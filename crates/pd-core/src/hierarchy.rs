//! Parent → children adjacency index and nested hierarchy construction.
//!
//! Nodes only store `parent_id`. The index groups them by *effective*
//! parent: a `parent_id` that points at a missing node is treated as root
//! level, so a corrupted document still yields a usable tree.

use crate::id::ComponentId;
use crate::model::{ComponentNode, ComponentTree, ComponentType};
use serde::{Deserialize, Serialize};
use smallvec::SmallVec;
use std::collections::{HashMap, HashSet, VecDeque};

/// Practical bound on nesting depth used by every ancestor walk.
pub const DEFAULT_MAX_DEPTH: usize = 20;

/// One node of the derived nested tree.
#[derive(Debug, Clone, PartialEq, Eq, Serialize, Deserialize)]
pub struct HierarchyNode {
    pub id: ComponentId,
    #[serde(rename = "type")]
    pub component_type: ComponentType,
    #[serde(default, skip_serializing_if = "Vec::is_empty")]
    pub children: Vec<HierarchyNode>,
}

impl HierarchyNode {
    /// Ids in depth-first pre-order.
    pub fn flatten(&self) -> Vec<ComponentId> {
        let mut out = vec![self.id];
        for child in &self.children {
            out.extend(child.flatten());
        }
        out
    }
}

type Siblings = SmallVec<[ComponentId; 4]>;

/// Ordered child lists keyed by effective parent (`None` = root level).
#[derive(Debug, Clone, Default)]
pub struct ChildIndex {
    children: HashMap<Option<ComponentId>, Siblings>,
}

impl ChildIndex {
    /// Build the index in one pass over the tree; siblings are ordered by
    /// `position.order`, ties broken by id.
    pub fn build(tree: &ComponentTree) -> Self {
        let mut children: HashMap<Option<ComponentId>, Siblings> = HashMap::new();
        for node in tree.components.values() {
            children
                .entry(effective_parent(tree, node))
                .or_default()
                .push(node.id);
        }
        for list in children.values_mut() {
            list.sort_by(|a, b| {
                let oa = tree.get(*a).map(|n| n.position.order).unwrap_or(0);
                let ob = tree.get(*b).map(|n| n.position.order).unwrap_or(0);
                oa.cmp(&ob).then_with(|| a.cmp(b))
            });
        }
        Self { children }
    }

    pub fn children(&self, parent: Option<ComponentId>) -> &[ComponentId] {
        self.children
            .get(&parent)
            .map(|list| list.as_slice())
            .unwrap_or(&[])
    }

    pub fn position_of(&self, parent: Option<ComponentId>, id: ComponentId) -> Option<usize> {
        self.children(parent).iter().position(|c| *c == id)
    }

    /// Insert `id` under `parent` at `index` (clamped; `None` appends).
    /// Returns the index actually used.
    pub fn insert(&mut self, parent: Option<ComponentId>, index: Option<usize>, id: ComponentId) -> usize {
        let list = self.children.entry(parent).or_default();
        let at = index.unwrap_or(list.len()).min(list.len());
        list.insert(at, id);
        at
    }

    /// Detach `id` from `parent`'s list. Returns its former index.
    pub fn remove(&mut self, parent: Option<ComponentId>, id: ComponentId) -> Option<usize> {
        let list = self.children.get_mut(&parent)?;
        let at = list.iter().position(|c| *c == id)?;
        list.remove(at);
        if list.is_empty() {
            self.children.remove(&parent);
        }
        Some(at)
    }

    /// Drop the (possibly empty) child list owned by a deleted node.
    pub fn forget(&mut self, id: ComponentId) -> Siblings {
        self.children.remove(&Some(id)).unwrap_or_default()
    }

    /// All transitive descendants of `id`, breadth-first. A visited set
    /// keeps malformed cycles from looping.
    pub fn descendants(&self, id: ComponentId) -> Vec<ComponentId> {
        let mut out = Vec::new();
        let mut seen = HashSet::from([id]);
        let mut queue: VecDeque<ComponentId> = self.children(Some(id)).iter().copied().collect();
        while let Some(next) = queue.pop_front() {
            if !seen.insert(next) {
                continue;
            }
            out.push(next);
            queue.extend(self.children(Some(next)).iter().copied());
        }
        out
    }

    /// Derive the nested tree. Nodes unreachable from any root (members of
    /// a parent cycle, or below the depth cap) are surfaced as extra roots
    /// so nothing silently disappears.
    pub fn hierarchy(&self, tree: &ComponentTree, max_depth: usize) -> Vec<HierarchyNode> {
        let mut visited = HashSet::with_capacity(tree.len());
        let mut roots: Vec<HierarchyNode> = self
            .children(None)
            .iter()
            .filter_map(|id| self.walk(tree, *id, 0, max_depth, &mut visited))
            .collect();

        if visited.len() < tree.len() {
            for id in tree.sorted_ids() {
                if visited.contains(&id) {
                    continue;
                }
                log::warn!("component {id} is unreachable from any root; surfacing it as a root");
                if let Some(node) = self.walk(tree, id, 0, max_depth, &mut visited) {
                    roots.push(node);
                }
            }
        }
        roots
    }

    fn walk(
        &self,
        tree: &ComponentTree,
        id: ComponentId,
        depth: usize,
        max_depth: usize,
        visited: &mut HashSet<ComponentId>,
    ) -> Option<HierarchyNode> {
        let node = tree.get(id)?;
        if !visited.insert(id) {
            return None;
        }
        let children = if depth >= max_depth {
            log::warn!("component {id} exceeds the maximum nesting depth of {max_depth}");
            Vec::new()
        } else {
            self.children(Some(id))
                .iter()
                .filter_map(|child| self.walk(tree, *child, depth + 1, max_depth, visited))
                .collect()
        };
        Some(HierarchyNode {
            id,
            component_type: node.component_type,
            children,
        })
    }
}

/// The parent a node is indexed under: its `parent_id` when that node
/// exists, otherwise root level.
pub fn effective_parent(tree: &ComponentTree, node: &ComponentNode) -> Option<ComponentId> {
    node.parent_id
        .filter(|p| tree.components.contains_key(p))
}

/// Build the nested tree for a snapshot without keeping an index around.
pub fn build_hierarchy(tree: &ComponentTree, max_depth: usize) -> Vec<HierarchyNode> {
    ChildIndex::build(tree).hierarchy(tree, max_depth)
}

+ + + + +

> Task details
Give the number of lines in the records that contain the string "nesting", with no other output.

> Response
2